Il est clair que la « révolution politique » préconisée par Bernie Sanders recouvrait une tentative de renégocier le contrat social entre le capital et le travail dans un sens « anti-néolibéral », plus favorable aux couches populaires. Mais qu’il ne s’agissait en aucun cas d’un quelconque projet, même réformiste, de dépassement du capitalisme.

L’actualité d’un parti des travailleurs indépendant et du socialisme

Le problème est qu’indépendamment de ce que Bernie Sanders fera de la dernière partie de sa vie, la situation et sans doute la période ouvertes par la pandémie et la crise économique abyssale qu’elle a déclenchée sont tout sauf propices à un partage des richesse qui interviendrait de manière relativement pacifique, sans d’immenses affrontements de classe dépassant inévitablement les cadres de la légalité bourgeoise.

Les capitalistes et leurs représentations politiques – aux États-Unis, le binôme Républicains-Démocrates – serreront les rangs pour faire payer la crise aux travailleurs avec du chômage, des salaires encore plus dégradés et une aggravation générale des conditions de travail et de vie. Pour y répondre, il n’y aura aucune autre solution que de très grandes mobilisations des salariés, de la jeunesse et des couches opprimées, construisant dans le même mouvement des organisations de masse qui leur soient propres, c’est-à-dire indépendantes de l’appareil démocrate et des bureaucraties, syndicales et autres, qui lui sont liées. Cette tâche est d’ores et déjà posée face aux licenciements en masse et aux attaques de tout type que la classe dirigeante perpètre ou prépare.

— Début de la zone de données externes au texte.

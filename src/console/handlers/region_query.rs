// src/console/handlers/region_query.rs

use crate::console::dispatcher::DispatchContext;
use crate::core::region;
use crate::models::{CommandResult, Severity};

/// Qualifies a view-relative command with the current map bounds before it
/// is forwarded, so the simulator applies it inside the visible region.
///
/// On success nothing is posted locally: the simulator echoes the outcome of
/// the forwarded command. Without a ready view (or before the first render
/// produced bounds) the command is swallowed with an error.
pub fn handle(name: &str, arguments: &str, ctx: &mut DispatchContext<'_>) -> CommandResult {
    let bounds = if ctx.view.is_ready() {
        ctx.view.current_bounds()
    } else {
        None
    };
    let Some(bounds) = bounds else {
        let text = format!("{name}: map view is not ready, cannot determine bounds");
        ctx.post(&text, Severity::Error);
        return CommandResult::completed();
    };

    let rewritten = region::synthesize_region_query(bounds, name, arguments);
    log::debug!("Region query rewritten to '{rewritten}'");
    CommandResult::forward_rewritten(rewritten)
}

#[cfg(test)]
mod tests {
    use super::*;
    use crate::system::testkit::{RecordingSink, RecordingTransport, StubSim, StubView};

    fn run(view: &mut StubView, sink: &mut RecordingSink) -> CommandResult {
        let sim = StubSim::default();
        let mut transport = RecordingTransport::default();
        let mut ctx = DispatchContext {
            view,
            sim: &sim,
            transport: &mut transport,
            messages: sink,
            overlay: None,
        };
        handle("MCRE", "3 B737", &mut ctx)
    }

    #[test]
    fn ready_view_produces_the_rewritten_command_silently() {
        let mut view = StubView::ready();
        let mut sink = RecordingSink::default();
        let result = run(&mut view, &mut sink);

        assert!(result.handled && result.forward);
        assert!(result.rewritten.is_some());
        assert!(sink.messages.is_empty());
    }

    #[test]
    fn missing_bounds_count_as_an_unready_view() {
        let mut view = StubView::ready();
        view.bounds = None;
        let mut sink = RecordingSink::default();
        let result = run(&mut view, &mut sink);

        assert!(result.handled && !result.forward);
        assert_eq!(sink.messages[0].1, Severity::Error);
    }
}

Dans le cours de telles luttes se posera la nécessité de construire un nouveau parti capable de représenter les intérêts de la majorité laborieuse, sans interférence ni compromission avec les représentants du capital. Les États-Unis ont la particularité de n’avoir jamais connu de parti des travailleurs disposant d’une base de masse. Le Parti communiste stalinien des années 1930 était influent au sein de la classe ouvrière et des syndicats, mais il s’orientait fondamentalement en fonction des intérêts de la bureaucratie soviétique. C’est à ce titre qu’il s’était rallié à Roosevelt et au New Deal, en contribuant à ramener le mouvement ouvrier dans le giron du Parti démocrate et donc de la bourgeoisie. Construire un « parti ouvrier », comme Trotsky le proposait à la même époque, est ainsi demeuré une tâche inaccomplie.

Pour être réellement indépendant, un tel parti devrait nécessairement défendre un projet économique, social et politique alternatif au capitalisme, quelles que soient ou aient été les variantes de ce système dans le temps et dans l’espace. Cela tombe bien : dans la nouvelle période ouverte par la pandémie et la crise économique, des millions de gens discutent déjà de ce que devrait être « le monde d’après », de comment réorganiser la société sur de nouvelles bases dans l’intérêt du plus grand nombre. Le socialisme (ou tout autre nom qu’on lui donnerait) peut définitivement revenir dans l’air du temps.